§ **Records provided**:
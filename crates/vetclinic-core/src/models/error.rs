//! Animal aggregate errors.

use thiserror::Error;

use super::{IdentificationError, LifeCycleError, TransferError};

/// Failures raised by [`super::Animal`] operations.
///
/// A failed mutation means the caller must not persist the instance.
#[derive(Error, Debug, Clone, PartialEq, Eq)]
pub enum AnimalError {
    #[error("Animal {animal_id} is already archived")]
    AlreadyArchived { animal_id: String },

    #[error("Animal {animal_id} is archived and cannot be modified")]
    ArchivedCannotBeModified { animal_id: String },

    #[error("Animal {animal_id} must have exactly one active primary owner")]
    MustHavePrimaryOwner { animal_id: String },

    #[error("Animal {animal_id} has client {client_id} as an active owner more than once")]
    PrimaryOwnerConflict { animal_id: String, client_id: String },

    #[error("Client {client_id} cannot be both primary and secondary owner of animal {animal_id}")]
    DuplicateActiveOwner { animal_id: String, client_id: String },

    #[error("Invalid identification: {0}")]
    Identification(#[from] IdentificationError),

    #[error("Invalid life cycle: {0}")]
    LifeCycle(#[from] LifeCycleError),

    #[error("Invalid transfer: {0}")]
    Transfer(#[from] TransferError),
}
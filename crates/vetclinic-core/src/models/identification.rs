//! Identification numbers carried by an animal.

use serde::{Deserialize, Serialize};
use thiserror::Error;

text_enum! {
    /// Pedigree registry the animal is enrolled in.
    pub enum RegistryType {
        /// Not enrolled in any registry
        Unregistered => "NONE",
        /// Livre des Origines Français (dogs)
        Lof => "LOF",
        /// Livre Officiel des Origines Félines (cats)
        Loof => "LOOF",
        Other => "OTHER",
    }
}

impl Default for RegistryType {
    fn default() -> Self {
        RegistryType::Unregistered
    }
}

/// Cross-field violations of [`Identification`].
#[derive(Error, Debug, Clone, PartialEq, Eq)]
pub enum IdentificationError {
    #[error("Registry number {0} given without a registry type")]
    RegistryNumberWithoutType(String),

    #[error("Registry type {0} given without a registry number")]
    RegistryTypeWithoutNumber(RegistryType),
}

/// Microchip, tattoo, passport and pedigree registry numbers.
#[derive(Debug, Clone, Default, Serialize, Deserialize, PartialEq, Eq)]
pub struct Identification {
    pub microchip_number: Option<String>,
    pub tattoo_number: Option<String>,
    pub passport_number: Option<String>,
    pub registry_type: RegistryType,
    pub registry_number: Option<String>,
    /// Sire registry number, informational only
    pub sire_number: Option<String>,
}

impl Identification {
    /// An identification with a microchip number only.
    pub fn with_microchip(microchip_number: impl Into<String>) -> Self {
        Self {
            microchip_number: Some(microchip_number.into()),
            ..Self::default()
        }
    }

    /// Registry number, with blank values treated as absent.
    pub fn registry_number(&self) -> Option<&str> {
        non_blank(self.registry_number.as_deref())
    }

    /// Microchip number, with blank values treated as absent.
    pub fn microchip(&self) -> Option<&str> {
        non_blank(self.microchip_number.as_deref())
    }

    /// A registry number requires a registry type, and a registry type
    /// requires a registry number.
    pub fn ensure_consistency(&self) -> Result<(), IdentificationError> {
        match (self.registry_type, self.registry_number()) {
            (RegistryType::Unregistered, Some(number)) => Err(
                IdentificationError::RegistryNumberWithoutType(number.to_string()),
            ),
            (RegistryType::Unregistered, None) => Ok(()),
            (registry_type, None) => Err(IdentificationError::RegistryTypeWithoutNumber(
                registry_type,
            )),
            (_, Some(_)) => Ok(()),
        }
    }
}

fn non_blank(value: Option<&str>) -> Option<&str> {
    value.map(str::trim).filter(|v| !v.is_empty())
}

§ **What is being asked**:
Go through the data and show every line where "IdentificationError" occurs.

§ **Written reply**:
use super::{IdentificationError, LifeCycleError, TransferError};
    Identification(#[from] IdentificationError),
pub enum IdentificationError {
    pub fn ensure_consistency(&self) -> Result<(), IdentificationError> {
                IdentificationError::RegistryNumberWithoutType(number.to_string()),
            (registry_type, None) => Err(IdentificationError::RegistryTypeWithoutNumber(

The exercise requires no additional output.